*Collected data entries:*
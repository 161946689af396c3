//! Rule interface shared by every automaton.

use rand::rngs::StdRng;

use super::{Bml, Board, Cell, Hpp, InnerTotalistic, OuterTotalistic, Step, step};
use crate::display::Frame;
use crate::schema::{ConfigError, RuleConfig};

/// A synchronous neighbourhood rule.
///
/// `next_state` is a pure function of the previous board, evaluated for every
/// cell against the same snapshot. Implementations carry only their fixed
/// parameters, so one rule value can step any number of boards.
pub trait LocalRule: Sync {
    /// Number of cell states; valid states are `0..alphabet()`.
    fn alphabet(&self) -> usize;

    /// Next state of the cell at in-range `(row, col)`.
    fn next_state(&self, board: &Board, row: usize, col: usize, generation: u64) -> Cell;

    /// State for the `index`-th of `total` cells picked by random or
    /// occupancy seeding.
    fn seed_state(&self, index: usize, total: usize, rng: &mut StdRng) -> Cell;

    /// Map a board to what the panels should show.
    fn frame(&self, board: &Board) -> Frame;

    /// Whether a generation with no changed cells ends the run.
    fn halts_on_standstill(&self) -> bool {
        false
    }
}

/// One of the supported automata, selected from configuration.
#[derive(Debug, Clone, PartialEq, Eq)]
pub enum Rule {
    OuterTotalistic(OuterTotalistic),
    InnerTotalistic(InnerTotalistic),
    Bml(Bml),
    Hpp(Hpp),
}

impl Rule {
    pub fn from_config(config: &RuleConfig) -> Result<Self, ConfigError> {
        Ok(match config {
            RuleConfig::OuterTotalistic { birth, survival } => {
                Rule::OuterTotalistic(OuterTotalistic::new(birth, survival)?)
            }
            RuleConfig::Life { preset } => Rule::OuterTotalistic((*preset).into()),
            RuleConfig::InnerTotalistic { colors, rule } => {
                Rule::InnerTotalistic(InnerTotalistic::new(*colors, *rule)?)
            }
            RuleConfig::Bml => Rule::Bml(Bml),
            RuleConfig::Hpp => Rule::Hpp(Hpp),
        })
    }

    /// The underlying engine.
    pub fn engine(&self) -> &dyn LocalRule {
        match self {
            Rule::OuterTotalistic(r) => r,
            Rule::InnerTotalistic(r) => r,
            Rule::Bml(r) => r,
            Rule::Hpp(r) => r,
        }
    }

    /// Advance `board` by one generation.
    pub fn apply(&self, board: &Board, generation: u64) -> Step {
        step(self.engine(), board, generation)
    }

    /// Human-readable name for logs.
    pub fn name(&self) -> String {
        match self {
            Rule::OuterTotalistic(r) => format!("outer-totalistic {r}"),
            Rule::InnerTotalistic(r) => {
                format!("totalistic k={} rule {}", r.colors(), r.rule_number())
            }
            Rule::Bml(_) => "BML traffic".to_string(),
            Rule::Hpp(_) => "HPP lattice gas".to_string(),
        }
    }
}

#[cfg(test)]
mod tests {
    use super::*;
    use crate::schema::LifeRule;

    #[test]
    fn test_from_config_dispatch() {
        let rule = Rule::from_config(&RuleConfig::Life {
            preset: LifeRule::HighLife,
        })
        .unwrap();
        assert_eq!(rule.name(), "outer-totalistic B36/S23");
        assert_eq!(rule.engine().alphabet(), 2);

        let rule = Rule::from_config(&RuleConfig::Hpp).unwrap();
        assert_eq!(rule.engine().alphabet(), 16);
        assert!(!rule.engine().halts_on_standstill());

        let rule = Rule::from_config(&RuleConfig::Bml).unwrap();
        assert!(rule.engine().halts_on_standstill());
    }

    #[test]
    fn test_from_config_rejects_bad_parameters() {
        let err = Rule::from_config(&RuleConfig::InnerTotalistic { colors: 2, rule: 5000 });
        assert!(matches!(err, Err(ConfigError::RuleOutOfRange { .. })));
        let err = Rule::from_config(&RuleConfig::OuterTotalistic {
            birth: vec![3],
            survival: vec![12],
        });
        assert!(matches!(err, Err(ConfigError::InvalidNeighborCount(12))));
    }
}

*Task brief:*
Every line in the data above that includes the word "LifeRule" should be copied.

*Response area:*
    use crate::schema::LifeRule;
            preset: LifeRule::HighLife,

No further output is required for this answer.